2023 yılı ekim ayında 258 milyon dolarla aylık ortalama bavul ticareti rakamının üzerinde gerçekleşen bavul ticareti rakamı, düşüşün daha da yüksek oranlı olmasını engellemiş. Son iki yılın ilk 10 aylarının rakamlarının karşılaştırılması da hemen hemen benzer oranda bir düşüşü gösteriyor. Merkez Bankası’nın verilerine göre 2022’nin ilk 10 ayında 2 milyar 942 milyon dolar olarak rakam bu yılın aynı döneminde 1 milyar 559 milyon dolara gerilemiş. Verilere bakıldığında bu düşüşün akşamdan sabaha olmadığı ve kan kaybının düzenli olarak devam ettiği görülüyor. Bu da düşüşün anlık ya da konjonktürel nedenlerden kaynaklanmadığını gösteriyor.
Laleli Sanayici ve İş İnsanları Derneği Başkanı (LASİAD) Gıyasettin Eyyüpkoca daha önce 10Haber’e bavul ticaret gelirlerindeki azalmanın birinci nedeninin Rusya- Ukrayna savaşı olduğunu söylemişti.
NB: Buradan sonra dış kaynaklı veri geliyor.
//! Page host trait
//!
//! Defines the surface the tracker needs from the page it runs in: element
//! lookup and geometry, overlay node management, synthetic clicks, and the
//! event-loop facilities (timers, listeners, intersection observers).

use std::sync::Arc;
use std::time::Duration;
use thiserror::Error;

/// Errors raised by a page host
#[derive(Error, Debug, Clone, PartialEq)]
pub enum PageError {
    #[error("Failed to execute 'querySelector': '{selector}' is not a valid selector")]
    InvalidSelector { selector: String },

    #[error("Target element is no longer part of the document")]
    Detached(ElementRef),

    #[error("Document is not available")]
    NoDocument,

    #[error("{0}")]
    Script(String),
}

/// Result type for page operations
pub type PageResult<T> = Result<T, PageError>;

/// Opaque handle to an element owned by the page host
#[derive(Debug, Clone, Copy, PartialEq, Eq, Hash)]
pub struct ElementRef(pub u64);

/// Handle to a periodic timer
#[derive(Debug, Clone, Copy, PartialEq, Eq, Hash)]
pub struct TimerId(pub u64);

/// Handle to a registered event listener
#[derive(Debug, Clone, Copy, PartialEq, Eq, Hash)]
pub struct ListenerId(pub u64);

/// Handle to an intersection observer
#[derive(Debug, Clone, Copy, PartialEq, Eq, Hash)]
pub struct ObserverId(pub u64);

/// Callback run by timers and listeners
pub type Callback = Arc<dyn Fn() + Send + Sync>;

/// Callback run once after a delay
pub type OnceCallback = Box<dyn FnOnce() + Send>;

/// Callback receiving whether the observed element meets the threshold
pub type IntersectionCallback = Arc<dyn Fn(bool) + Send + Sync>;

/// Viewport-relative bounding box, in CSS pixels
#[derive(Debug, Clone, Copy, PartialEq, Default)]
pub struct Rect {
    pub left: f64,
    pub top: f64,
    pub width: f64,
    pub height: f64,
}

impl Rect {
    pub fn new(left: f64, top: f64, width: f64, height: f64) -> Self {
        Self {
            left,
            top,
            width,
            height,
        }
    }

    pub fn center(&self) -> (f64, f64) {
        (self.left + self.width / 2.0, self.top + self.height / 2.0)
    }

    /// An element with no area is not rendered
    pub fn is_empty(&self) -> bool {
        self.width <= 0.0 || self.height <= 0.0
    }
}

/// Where a newly created node is attached
#[derive(Debug, Clone, Copy, PartialEq, Eq)]
pub enum Mount {
    Head,
    Body,
}

/// Page-level events the tracker listens for
#[derive(Debug, Clone, Copy, PartialEq, Eq, Hash)]
pub enum PageEvent {
    /// Window scroll (registered passive)
    Scroll,
    /// Window resize (registered passive)
    Resize,
    /// Document visibility change
    VisibilityChange,
}

impl PageEvent {
    pub fn dom_name(&self) -> &'static str {
        match self {
            PageEvent::Scroll => "scroll",
            PageEvent::Resize => "resize",
            PageEvent::VisibilityChange => "visibilitychange",
        }
    }

    /// Scroll and resize fire at a high rate and never call preventDefault
    pub fn is_passive(&self) -> bool {
        matches!(self, PageEvent::Scroll | PageEvent::Resize)
    }
}

/// Document visibility as reported by the host
#[derive(Debug, Clone, Copy, PartialEq, Eq)]
pub enum VisibilityState {
    Visible,
    Hidden,
}

/// Tag name and id of an element, used in user-facing messages
#[derive(Debug, Clone, PartialEq, Eq)]
pub struct ElementSummary {
    pub tag: String,
    pub id: Option<String>,
}

impl std::fmt::Display for ElementSummary {
    fn fmt(&self, f: &mut std::fmt::Formatter<'_>) -> std::fmt::Result {
        write!(f, "{}", self.tag.to_lowercase())?;
        if let Some(id) = self.id.as_deref().filter(|id| !id.is_empty()) {
            write!(f, "#{}", id)?;
        }
        Ok(())
    }
}

/// The page a tracker runs against
///
/// Implementations must not invoke registered callbacks from inside any of
/// these methods; callbacks only run from the host's own event loop.
pub trait Page: Send + Sync {
    /// First element in document order matching `selector`
    fn query_selector(&self, selector: &str) -> PageResult<Option<ElementRef>>;

    /// Current viewport-relative bounding box of an element
    fn bounding_rect(&self, element: ElementRef) -> PageResult<Rect>;

    /// Tag name and id of an element
    fn describe(&self, element: ElementRef) -> PageResult<ElementSummary>;

    /// Smoothly scroll so the element sits in the middle of the viewport
    fn scroll_into_view(&self, element: ElementRef) -> PageResult<()>;

    /// Dispatch a bubbling, cancelable click at viewport point (x, y).
    ///
    /// Returns `false` when a page handler cancelled the event.
    fn dispatch_click(&self, element: ElementRef, x: f64, y: f64) -> PageResult<bool>;

    /// Element carrying the given DOM id, if any
    fn node_by_id(&self, dom_id: &str) -> Option<ElementRef>;

    /// Create an element with a DOM id and attach it to the head or body
    fn create_node(&self, tag: &str, dom_id: &str, mount: Mount) -> PageResult<ElementRef>;

    /// Set an inline style property (kebab-case name)
    fn set_style(&self, element: ElementRef, property: &str, value: &str) -> PageResult<()>;

    /// Read an inline style property; `None` when unset
    fn style(&self, element: ElementRef, property: &str) -> PageResult<Option<String>>;

    fn set_text(&self, element: ElementRef, text: &str) -> PageResult<()>;

    /// Detach a node from the document. Removing a detached node is a no-op.
    fn remove_node(&self, element: ElementRef) -> PageResult<()>;

    fn is_attached(&self, element: ElementRef) -> bool;

    /// Drop the host's hold on an element handle. The element itself stays
    /// in the document; the handle must not be used afterwards.
    fn release_element(&self, element: ElementRef);

    /// Rendered (offset) width and height of an element
    fn offset_size(&self, element: ElementRef) -> PageResult<(f64, f64)>;

    fn set_interval(&self, period: Duration, callback: Callback) -> PageResult<TimerId>;

    /// Cancel a timer. Unknown ids are ignored.
    fn clear_interval(&self, timer: TimerId);

    /// Schedule a one-shot callback; it cannot be cancelled
    fn set_timeout(&self, delay: Duration, callback: OnceCallback) -> PageResult<()>;

    fn add_listener(&self, event: PageEvent, callback: Callback) -> PageResult<ListenerId>;

    /// Unregister a listener. Unknown ids are ignored.
    fn remove_listener(&self, listener: ListenerId);

    /// Watch an element's intersection with the viewport at `threshold`
    fn observe_intersection(
        &self,
        element: ElementRef,
        threshold: f64,
        callback: IntersectionCallback,
    ) -> PageResult<ObserverId>;

    /// Disconnect an observer. Unknown ids are ignored.
    fn disconnect_observer(&self, observer: ObserverId);

    fn visibility_state(&self) -> VisibilityState;
}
Anlattıklarına göre neredeyse iki yıldır devam eden savaş iki ülkeden hem gelen sayısını hem de talebi olumsuz etkilemişti.
Pandemi sonrası işler açılmış ancak savaşla birlikte hem bilet fiyatlarının yükselmesi hem de uçaklarda zor yer bulunması nedeniyle gidiş gelişler azalmıştı. Eyyüpkoca iyi ilişkileri olan müşterileriyle WhatsApp ve Telegram üzerinden iletişim kurduklarını söylüyordu.
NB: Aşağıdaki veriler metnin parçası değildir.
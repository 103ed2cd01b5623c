//! Element tracking
//!
//! The state machine behind the virtual cursor: one tracked element at a time,
//! kept in sync with the page by a reconciliation timer plus scroll, resize,
//! visibility and intersection callbacks.

pub mod error;
pub mod session;
pub mod tracker;

pub use error::{Operation, TrackingError, TrackingResult};
pub use session::{TrackedTarget, TrackingHandles, TrackingState};
pub use tracker::{Tracker, TrackerStatus};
Merter’de bavul ticaretiyle uğraşan ancak adının verilmesini istemeyen bir başka kişi de lojistik maliyetlerinin artması ve Çin’in de tekrar sahalara dönmesi nedeniyle Rus müşterilere artık eski kadar mal satamadığını anlatıyor.
Osmanbey’de bavul ticareti yapan ve ağırlık olarak Rus müşterilere mal satan bir başka esnafa göre de yaptırımlar nedeniyle Rusya’ya ancak birkaç ülke üzerinden ulaşılabilmesi işleri zora sokmuş. “Rusya’ya gitmek ya da Rusya’dan dünyanın farklı ülkelerine ulaşmak isteyenler yalnızca aralarında Türkiye’nin de bulunduğu birkaç ülkeyi kullanıyorlar” diyen esnaf bunun da bilet fiyatlarını artırdığını ve kargoyu da daha maliyetli hale getirdiğini belirtiyor.
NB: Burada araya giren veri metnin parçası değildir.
#[cfg(test)]
mod tests {
    use super::*;
    use crate::overlay::{FRAME_ID, MARKER_ID};
    use crate::page::{ElementSpec, PageError, Rect, SimulatedPage};

    fn setup() -> (Arc<SimulatedPage>, Tracker, ElementRef) {
        let page = Arc::new(SimulatedPage::new(800.0, 600.0));
        let button = page.add_element(
            ElementSpec::new("button")
                .id("submit-btn")
                .rect(Rect::new(100.0, 200.0, 80.0, 40.0)),
        );
        let tracker = Tracker::new(page.clone());
        (page, tracker, button)
    }

    fn marker_origin(page: &SimulatedPage) -> (String, String) {
        (
            page.style_of(MARKER_ID, "left").unwrap_or_default(),
            page.style_of(MARKER_ID, "top").unwrap_or_default(),
        )
    }

    #[test]
    fn test_locate_registers_full_handle_set() {
        let (page, tracker, button) = setup();
        let summary = tracker.locate("#submit-btn").unwrap();

        assert_eq!(summary.to_string(), "button#submit-btn");
        assert_eq!(page.active_timers(), 1);
        assert_eq!(page.listeners_for(PageEvent::Scroll), 1);
        assert_eq!(page.listeners_for(PageEvent::Resize), 1);
        assert_eq!(page.listeners_for(PageEvent::VisibilityChange), 1);
        assert_eq!(page.observer_count(), 1);

        let status = tracker.status();
        assert!(status.tracking);
        assert_eq!(status.element, Some(button));
        assert_eq!(status.selector.as_deref(), Some("#submit-btn"));
    }

    #[test]
    fn test_initial_sync_centres_marker() {
        let (page, tracker, _) = setup();
        tracker.locate("#submit-btn").unwrap();

        // centre (140, 220) minus half the 20px marker
        assert_eq!(marker_origin(&page), ("130px".to_string(), "210px".to_string()));
        assert_eq!(page.style_of(MARKER_ID, "display").as_deref(), Some("block"));
    }

    #[test]
    fn test_superseding_locate_leaves_one_session() {
        let (page, tracker, _) = setup();
        page.add_element(ElementSpec::new("a").id("link").rect(Rect::new(0.0, 0.0, 50.0, 20.0)));

        tracker.locate("#submit-btn").unwrap();
        tracker.locate("#link").unwrap();
        tracker.locate("#submit-btn").unwrap();

        assert_eq!(page.active_timers(), 1);
        assert_eq!(page.listener_count(), 3);
        assert_eq!(page.observer_count(), 1);
        assert_eq!(page.count_by_id(MARKER_ID), 1);
        assert_eq!(page.count_by_id(FRAME_ID), 1);
    }

    #[test]
    fn test_failed_locate_returns_to_clean_idle() {
        let (page, tracker, _) = setup();
        tracker.locate("#submit-btn").unwrap();

        let err = tracker.locate(".missing-class").unwrap_err();
        assert_eq!(err, TrackingError::NotFound(".missing-class".to_string()));

        assert!(!tracker.status().tracking);
        assert_eq!(page.active_timers(), 0);
        assert_eq!(page.listener_count(), 0);
        assert_eq!(page.observer_count(), 0);
        assert_eq!(page.count_by_id(FRAME_ID), 0);
        assert_eq!(page.style_of(MARKER_ID, "display").as_deref(), Some("none"));
    }

    #[test]
    fn test_invalid_selector_is_internal_fault() {
        let (page, tracker, _) = setup();
        let err = tracker.locate("div > p").unwrap_err();
        assert!(matches!(
            err,
            TrackingError::Internal {
                operation: Operation::Locate,
                source: PageError::InvalidSelector { .. }
            }
        ));
        assert!(err.to_string().starts_with("Error: "));
        assert_eq!(page.active_timers(), 0);
    }

    #[test]
    fn test_polling_follows_silent_layout_changes() {
        let (page, tracker, button) = setup();
        tracker.locate("#submit-btn").unwrap();
        page.advance(Duration::ZERO);

        page.set_element_rect(button, Rect::new(300.0, 100.0, 80.0, 40.0));
        assert_eq!(marker_origin(&page).0, "130px");

        page.advance(Duration::from_millis(100));
        assert_eq!(marker_origin(&page), ("330px".to_string(), "110px".to_string()));
    }

    #[test]
    fn test_scroll_listener_updates_immediately() {
        let (page, tracker, _) = setup();
        tracker.locate("#submit-btn").unwrap();
        page.advance(Duration::ZERO);

        page.scroll_to(0.0, 50.0);
        assert_eq!(marker_origin(&page).1, "160px");
    }

    #[test]
    fn test_zero_sized_target_skips_tick() {
        let (page, tracker, button) = setup();
        tracker.locate("#submit-btn").unwrap();
        let before = marker_origin(&page);

        page.set_element_rect(button, Rect::new(500.0, 500.0, 0.0, 0.0));
        page.advance(Duration::from_millis(300));
        assert_eq!(marker_origin(&page), before);
    }

    #[test]
    fn test_visibility_change_resyncs_when_visible() {
        let (page, tracker, button) = setup();
        tracker.locate("#submit-btn").unwrap();
        page.advance(Duration::ZERO);

        page.set_visibility(VisibilityState::Hidden);
        page.set_element_rect(button, Rect::new(200.0, 200.0, 80.0, 40.0));
        page.set_visibility(VisibilityState::Visible);
        assert_eq!(marker_origin(&page).0, "230px");
    }

    #[test]
    fn test_visibility_change_to_hidden_does_not_resync() {
        let (page, tracker, button) = setup();
        tracker.locate("#submit-btn").unwrap();
        page.advance(Duration::ZERO);

        page.set_element_rect(button, Rect::new(200.0, 200.0, 80.0, 40.0));
        page.set_visibility(VisibilityState::Hidden);
        assert_eq!(marker_origin(&page).0, "130px");
    }

    #[test]
    fn test_resize_listener_updates_immediately() {
        let (page, tracker, button) = setup();
        tracker.locate("#submit-btn").unwrap();
        page.advance(Duration::ZERO);

        page.set_element_rect(button, Rect::new(400.0, 100.0, 80.0, 40.0));
        assert_eq!(marker_origin(&page).0, "130px");

        page.resize(1024.0, 768.0);
        assert_eq!(marker_origin(&page), ("430px".to_string(), "110px".to_string()));
    }

    #[test]
    fn test_intersection_sample_applied_after_busy_session() {
        let (page, tracker, _) = setup();
        tracker.locate("#submit-btn").unwrap();
        page.advance(Duration::ZERO);
        let generation = tracker.shared.session.lock().generation;

        {
            let _busy = tracker.shared.session.lock();
            tracker.shared.on_intersection(generation, true);
            tracker.shared.on_intersection(generation, false);
        }
        assert!(tracker.status().visible, "sample applied while locked");

        page.advance(Duration::ZERO);
        assert!(!tracker.status().visible, "latest sample was lost");
        assert_eq!(page.style_of(MARKER_ID, "display").as_deref(), Some("none"));
        assert_eq!(page.pending_timeouts(), 1, "only the pulse revert should remain");
    }

    #[test]
    fn test_intersection_drives_marker_visibility() {
        let (page, tracker, _) = setup();
        tracker.locate("#submit-btn").unwrap();
        page.advance(Duration::ZERO);
        assert!(tracker.status().visible);

        page.scroll_to(0.0, 2000.0);
        assert!(!tracker.status().visible);
        assert_eq!(page.style_of(MARKER_ID, "display").as_deref(), Some("none"));
        assert_eq!(page.count_by_id(FRAME_ID), 1);

        page.scroll_to(0.0, 0.0);
        assert!(tracker.status().visible);
        assert_eq!(page.style_of(MARKER_ID, "display").as_deref(), Some("block"));
    }

    #[test]
    fn test_no_ghost_updates_after_hide() {
        let (page, tracker, button) = setup();
        tracker.locate("#submit-btn").unwrap();
        tracker.hide().unwrap();
        let before = marker_origin(&page);

        page.set_element_rect(button, Rect::new(600.0, 400.0, 80.0, 40.0));
        page.scroll_to(0.0, 10.0);
        page.advance(Duration::from_secs(1));

        assert_eq!(marker_origin(&page), before);
        assert_eq!(page.style_of(MARKER_ID, "display").as_deref(), Some("none"));
    }

    #[test]
    fn test_pulse_reverts_after_duration() {
        let (page, tracker, _) = setup();
        tracker.locate("#submit-btn").unwrap();
        assert_eq!(page.style_of(MARKER_ID, "transform").as_deref(), Some("scale(1.2)"));

        page.advance(Duration::from_millis(300));
        assert_eq!(page.style_of(MARKER_ID, "transform").as_deref(), Some("scale(1)"));
    }

    #[test]
    fn test_click_flash_reverts() {
        let (page, tracker, _) = setup();
        tracker.locate("#submit-btn").unwrap();
        page.advance(Duration::from_millis(300));

        tracker.click().unwrap();
        assert_eq!(
            page.style_of(MARKER_ID, "background-color").as_deref(),
            Some("rgba(231, 76, 60, 0.5)")
        );

        page.advance(Duration::from_millis(200));
        assert_eq!(
            page.style_of(MARKER_ID, "background-color").as_deref(),
            Some("rgba(46, 204, 113, 0.5)")
        );
        assert_eq!(page.style_of(MARKER_ID, "border-color").as_deref(), Some("#2ecc71"));
    }

    #[test]
    fn test_click_targets_element_centre() {
        let (page, tracker, button) = setup();
        tracker.locate("#submit-btn").unwrap();
        tracker.click().unwrap();

        let clicks = page.clicks();
        assert_eq!(clicks.len(), 1);
        assert_eq!(clicks[0].element, button);
        assert_eq!((clicks[0].x, clicks[0].y), (140.0, 220.0));
    }

    #[test]
    fn test_click_on_detached_target_is_internal_fault() {
        let (page, tracker, button) = setup();
        tracker.locate("#submit-btn").unwrap();
        page.detach(button);

        let err = tracker.click().unwrap_err();
        assert_eq!(
            err.to_string(),
            "Error clicking element: Target element is no longer part of the document"
        );
    }

    #[test]
    fn test_detached_target_does_not_break_ticks() {
        let (page, tracker, button) = setup();
        tracker.locate("#submit-btn").unwrap();
        page.detach(button);

        page.advance(Duration::from_millis(500));
        assert!(tracker.status().tracking);
        assert!(tracker.hide().is_ok());
    }

    #[test]
    fn test_cleanup_is_idempotent() {
        let (page, tracker, _) = setup();
        tracker.locate("#submit-btn").unwrap();

        tracker.cleanup().unwrap();
        tracker.cleanup().unwrap();

        assert_eq!(page.count_by_id(MARKER_ID), 0);
        assert_eq!(page.count_by_id(FRAME_ID), 0);
        assert_eq!(page.active_timers(), 0);
        assert_eq!(page.listener_count(), 0);
    }

    #[test]
    fn test_dropping_tracker_releases_handles() {
        let (page, tracker, _) = setup();
        tracker.locate("#submit-btn").unwrap();
        drop(tracker);

        assert_eq!(page.active_timers(), 0);
        assert_eq!(page.listener_count(), 0);
        assert_eq!(page.observer_count(), 0);
    }

    #[test]
    fn test_with_config_rejects_invalid_config() {
        let page = Arc::new(SimulatedPage::default());
        let config = TrackerConfig {
            intersection_threshold: 5.0,
            ..TrackerConfig::default()
        };
        assert!(matches!(
            Tracker::with_config(page.clone(), config),
            Err(ConfigError::Invalid(_))
        ));

        let config = TrackerConfig {
            poll_interval_ms: 250,
            ..TrackerConfig::default()
        };
        let tracker = Tracker::with_config(page, config).unwrap();
        assert_eq!(tracker.config().poll_interval(), Duration::from_millis(250));
    }

    #[test]
    fn test_target_handle_released_with_session() {
        let (page, tracker, button) = setup();
        tracker.locate("#submit-btn").unwrap();
        assert!(page.released_elements().is_empty());

        tracker.locate("#submit-btn").unwrap();
        assert_eq!(page.released_elements(), vec![button]);

        tracker.hide().unwrap();
        assert_eq!(page.released_elements(), vec![button, button]);
    }

    #[test]
    fn test_independent_trackers_on_separate_pages() {
        let (page_a, tracker_a, _) = setup();
        let (page_b, tracker_b, _) = setup();

        tracker_a.locate("#submit-btn").unwrap();
        assert!(!tracker_b.status().tracking);
        assert_eq!(page_b.active_timers(), 0);

        tracker_b.locate("#submit-btn").unwrap();
        tracker_a.hide().unwrap();
        assert_eq!(page_a.active_timers(), 0);
        assert_eq!(page_b.active_timers(), 1);
    }
}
Yine anlatılanlara göre her sektör gibi bavul ticareti de küresel iklim değişikliğinden payını almış. Mal gönderilen Rusya gibi ülkelerde havanın sıcak olması yüksek fiyatlı kışlık giysi satışını azaltmış. Bu da bavul ticareti gelirini bir miktar olumsuz etkilemiş.
20 yıldır Türkiye’de bulunan ve bugün Laleli’de bir lojistik ofisinde bavul ticaretine konu malların ülke dışına ulaştırılmasından sorumlu Nijeryalı Arthur (Kaçak çalıştığı için adının verilmesini istemedi. Adını biz koyduk) işlerin eskisi kadar iyi olmadığını söylüyor.
Çok iyi Türkçe konuşan Arthur’a göre bunun nedeni maliyet artışı nedeniyle Türk mallarının Çin mallarına göre pahalı hale gelişi. Covid sonrası tamamen kapanan Çin’in bugün uyanarak yeniden devreye girdiğini söyleyen Arthur’a göre Çinliler bavul ticaretinde eski pazarlarını yeniden kazanmak için çok fiyat kırıyor. Ancak geçen yıllarda Çin mallarının ne denli kalitesiz olduğunu hemen hemen her ülkenin köylerinde bile açılan ucuzluk dükkanlarıyla öğrenen Afrikalıların “birazcık pahalı” bile olsa bavul ticaretinde Türk mallarından vazgeçmeyeceğine ve işlerin düzeleceğine inanıyor.